Retype, word for word, every line of the records below starting at the one that contains "impl Display for NonEmptyString" and ending at the one that contains "type Target = str;"; include both of those lines and nothing more.

Data entries:
++++

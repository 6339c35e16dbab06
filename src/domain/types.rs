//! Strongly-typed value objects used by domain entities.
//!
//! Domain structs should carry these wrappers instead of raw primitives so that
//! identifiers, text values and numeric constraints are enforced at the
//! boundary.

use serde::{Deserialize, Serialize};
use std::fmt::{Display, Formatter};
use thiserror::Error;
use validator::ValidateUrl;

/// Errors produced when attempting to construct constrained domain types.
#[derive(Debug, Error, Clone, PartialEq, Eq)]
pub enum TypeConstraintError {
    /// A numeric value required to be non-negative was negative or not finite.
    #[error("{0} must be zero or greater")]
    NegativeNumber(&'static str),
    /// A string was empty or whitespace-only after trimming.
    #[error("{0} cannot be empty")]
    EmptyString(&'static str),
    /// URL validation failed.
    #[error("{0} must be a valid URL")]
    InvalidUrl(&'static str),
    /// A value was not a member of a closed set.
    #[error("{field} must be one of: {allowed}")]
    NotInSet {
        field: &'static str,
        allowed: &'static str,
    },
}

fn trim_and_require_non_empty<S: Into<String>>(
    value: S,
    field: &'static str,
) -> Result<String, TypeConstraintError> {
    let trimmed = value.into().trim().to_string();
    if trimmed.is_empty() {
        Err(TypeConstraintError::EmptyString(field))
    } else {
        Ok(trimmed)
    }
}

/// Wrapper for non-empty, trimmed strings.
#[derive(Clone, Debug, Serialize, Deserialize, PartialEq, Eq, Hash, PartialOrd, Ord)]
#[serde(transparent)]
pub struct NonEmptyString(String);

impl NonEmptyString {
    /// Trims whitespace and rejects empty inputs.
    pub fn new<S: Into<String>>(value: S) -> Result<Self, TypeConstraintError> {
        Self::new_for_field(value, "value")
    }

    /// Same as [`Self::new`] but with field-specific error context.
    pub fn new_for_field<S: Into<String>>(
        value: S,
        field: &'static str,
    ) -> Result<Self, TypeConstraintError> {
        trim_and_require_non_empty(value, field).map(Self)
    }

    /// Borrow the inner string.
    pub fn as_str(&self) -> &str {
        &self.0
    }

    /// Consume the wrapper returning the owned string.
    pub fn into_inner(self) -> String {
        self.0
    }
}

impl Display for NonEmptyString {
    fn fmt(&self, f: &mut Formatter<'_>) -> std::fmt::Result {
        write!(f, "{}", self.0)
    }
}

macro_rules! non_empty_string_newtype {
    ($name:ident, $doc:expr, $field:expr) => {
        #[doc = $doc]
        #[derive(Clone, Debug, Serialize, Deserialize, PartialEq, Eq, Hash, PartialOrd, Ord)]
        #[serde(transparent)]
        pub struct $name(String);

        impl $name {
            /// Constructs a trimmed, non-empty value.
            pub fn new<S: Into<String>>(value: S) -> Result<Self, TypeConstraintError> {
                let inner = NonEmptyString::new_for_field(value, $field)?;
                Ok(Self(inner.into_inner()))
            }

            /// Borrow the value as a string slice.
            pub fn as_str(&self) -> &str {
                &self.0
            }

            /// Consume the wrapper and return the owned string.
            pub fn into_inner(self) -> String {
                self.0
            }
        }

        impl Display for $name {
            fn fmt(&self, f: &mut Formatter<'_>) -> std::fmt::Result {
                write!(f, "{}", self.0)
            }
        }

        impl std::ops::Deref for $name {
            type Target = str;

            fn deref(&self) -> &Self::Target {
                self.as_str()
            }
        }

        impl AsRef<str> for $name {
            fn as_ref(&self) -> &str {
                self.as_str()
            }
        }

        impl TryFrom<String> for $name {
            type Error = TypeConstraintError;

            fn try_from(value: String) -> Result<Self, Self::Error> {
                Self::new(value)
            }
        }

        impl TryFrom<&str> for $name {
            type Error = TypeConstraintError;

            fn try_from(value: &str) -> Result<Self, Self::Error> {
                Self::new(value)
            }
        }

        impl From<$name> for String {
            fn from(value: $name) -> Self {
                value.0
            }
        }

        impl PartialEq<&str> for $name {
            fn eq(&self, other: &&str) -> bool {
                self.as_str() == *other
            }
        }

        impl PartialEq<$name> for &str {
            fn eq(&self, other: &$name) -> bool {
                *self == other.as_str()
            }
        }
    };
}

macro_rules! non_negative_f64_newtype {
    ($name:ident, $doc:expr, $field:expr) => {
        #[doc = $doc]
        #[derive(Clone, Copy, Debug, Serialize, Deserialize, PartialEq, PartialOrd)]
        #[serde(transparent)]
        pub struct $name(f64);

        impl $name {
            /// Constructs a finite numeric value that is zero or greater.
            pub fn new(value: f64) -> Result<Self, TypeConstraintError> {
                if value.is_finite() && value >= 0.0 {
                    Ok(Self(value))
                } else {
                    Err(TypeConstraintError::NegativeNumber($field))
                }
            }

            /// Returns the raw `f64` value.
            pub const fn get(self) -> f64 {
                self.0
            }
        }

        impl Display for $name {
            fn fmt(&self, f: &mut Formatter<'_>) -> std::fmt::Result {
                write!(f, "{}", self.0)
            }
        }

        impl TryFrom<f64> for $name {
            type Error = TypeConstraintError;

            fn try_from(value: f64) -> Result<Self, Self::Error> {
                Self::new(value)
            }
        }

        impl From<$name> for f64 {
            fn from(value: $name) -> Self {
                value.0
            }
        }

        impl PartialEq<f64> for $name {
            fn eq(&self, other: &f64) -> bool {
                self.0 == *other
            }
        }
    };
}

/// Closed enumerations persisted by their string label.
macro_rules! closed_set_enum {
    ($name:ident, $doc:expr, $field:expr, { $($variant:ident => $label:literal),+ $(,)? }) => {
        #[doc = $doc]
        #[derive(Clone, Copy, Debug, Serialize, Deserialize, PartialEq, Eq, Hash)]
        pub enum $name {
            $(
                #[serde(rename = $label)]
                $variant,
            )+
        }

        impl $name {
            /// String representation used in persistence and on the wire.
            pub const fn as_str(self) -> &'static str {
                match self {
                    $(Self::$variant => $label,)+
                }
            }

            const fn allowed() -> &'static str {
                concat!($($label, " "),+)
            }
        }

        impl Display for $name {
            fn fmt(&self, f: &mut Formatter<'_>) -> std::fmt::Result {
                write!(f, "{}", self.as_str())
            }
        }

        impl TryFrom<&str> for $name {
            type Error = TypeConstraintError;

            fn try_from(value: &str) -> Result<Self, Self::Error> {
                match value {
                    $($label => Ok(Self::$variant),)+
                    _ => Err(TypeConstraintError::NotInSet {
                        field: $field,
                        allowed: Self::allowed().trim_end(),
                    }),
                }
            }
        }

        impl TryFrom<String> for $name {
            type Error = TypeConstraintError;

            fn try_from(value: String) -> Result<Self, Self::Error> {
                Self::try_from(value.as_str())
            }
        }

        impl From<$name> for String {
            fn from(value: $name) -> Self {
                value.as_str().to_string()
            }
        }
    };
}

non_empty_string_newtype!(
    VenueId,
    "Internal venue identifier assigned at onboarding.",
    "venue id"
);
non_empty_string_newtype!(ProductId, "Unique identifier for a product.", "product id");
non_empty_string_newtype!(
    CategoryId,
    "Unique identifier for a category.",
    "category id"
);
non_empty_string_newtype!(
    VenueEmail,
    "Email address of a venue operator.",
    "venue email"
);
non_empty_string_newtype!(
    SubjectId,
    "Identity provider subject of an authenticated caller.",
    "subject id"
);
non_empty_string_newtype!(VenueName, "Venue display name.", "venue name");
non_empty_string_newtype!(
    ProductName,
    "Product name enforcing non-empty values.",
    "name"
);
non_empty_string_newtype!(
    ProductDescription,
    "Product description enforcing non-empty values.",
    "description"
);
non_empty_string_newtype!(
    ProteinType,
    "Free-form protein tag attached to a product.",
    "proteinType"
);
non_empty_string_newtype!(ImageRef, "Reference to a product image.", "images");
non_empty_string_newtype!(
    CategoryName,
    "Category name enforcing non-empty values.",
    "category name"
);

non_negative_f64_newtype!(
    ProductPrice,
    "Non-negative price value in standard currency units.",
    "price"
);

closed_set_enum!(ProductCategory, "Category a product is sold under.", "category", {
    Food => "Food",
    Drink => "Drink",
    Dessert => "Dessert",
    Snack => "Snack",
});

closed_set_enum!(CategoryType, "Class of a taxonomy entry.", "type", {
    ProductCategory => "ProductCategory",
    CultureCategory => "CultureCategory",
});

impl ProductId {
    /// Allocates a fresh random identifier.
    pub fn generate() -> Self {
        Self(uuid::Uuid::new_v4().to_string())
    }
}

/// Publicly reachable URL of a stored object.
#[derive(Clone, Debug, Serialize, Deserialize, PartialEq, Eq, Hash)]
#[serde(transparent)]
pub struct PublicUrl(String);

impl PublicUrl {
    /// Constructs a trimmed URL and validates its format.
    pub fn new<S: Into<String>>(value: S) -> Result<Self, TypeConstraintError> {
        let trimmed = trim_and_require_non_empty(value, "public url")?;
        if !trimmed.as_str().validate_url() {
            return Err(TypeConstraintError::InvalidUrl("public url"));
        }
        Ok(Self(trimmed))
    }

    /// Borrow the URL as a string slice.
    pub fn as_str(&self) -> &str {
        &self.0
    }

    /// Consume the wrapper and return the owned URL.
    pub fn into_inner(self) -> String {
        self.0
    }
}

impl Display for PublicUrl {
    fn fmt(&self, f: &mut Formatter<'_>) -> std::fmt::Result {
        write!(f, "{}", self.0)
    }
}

++++

» Exercise result:
impl Display for NonEmptyString {
    fn fmt(&self, f: &mut Formatter<'_>) -> std::fmt::Result {
        write!(f, "{}", self.0)
    }
}

macro_rules! non_empty_string_newtype {
    ($name:ident, $doc:expr, $field:expr) => {
        #[doc = $doc]
        #[derive(Clone, Debug, Serialize, Deserialize, PartialEq, Eq, Hash, PartialOrd, Ord)]
        #[serde(transparent)]
        pub struct $name(String);

        impl $name {
            /// Constructs a trimmed, non-empty value.
            pub fn new<S: Into<String>>(value: S) -> Result<Self, TypeConstraintError> {
                let inner = NonEmptyString::new_for_field(value, $field)?;
                Ok(Self(inner.into_inner()))
            }

            /// Borrow the value as a string slice.
            pub fn as_str(&self) -> &str {
                &self.0
            }

            /// Consume the wrapper and return the owned string.
            pub fn into_inner(self) -> String {
                self.0
            }
        }

        impl Display for $name {
            fn fmt(&self, f: &mut Formatter<'_>) -> std::fmt::Result {
                write!(f, "{}", self.0)
            }
        }

        impl std::ops::Deref for $name {
            type Target = str;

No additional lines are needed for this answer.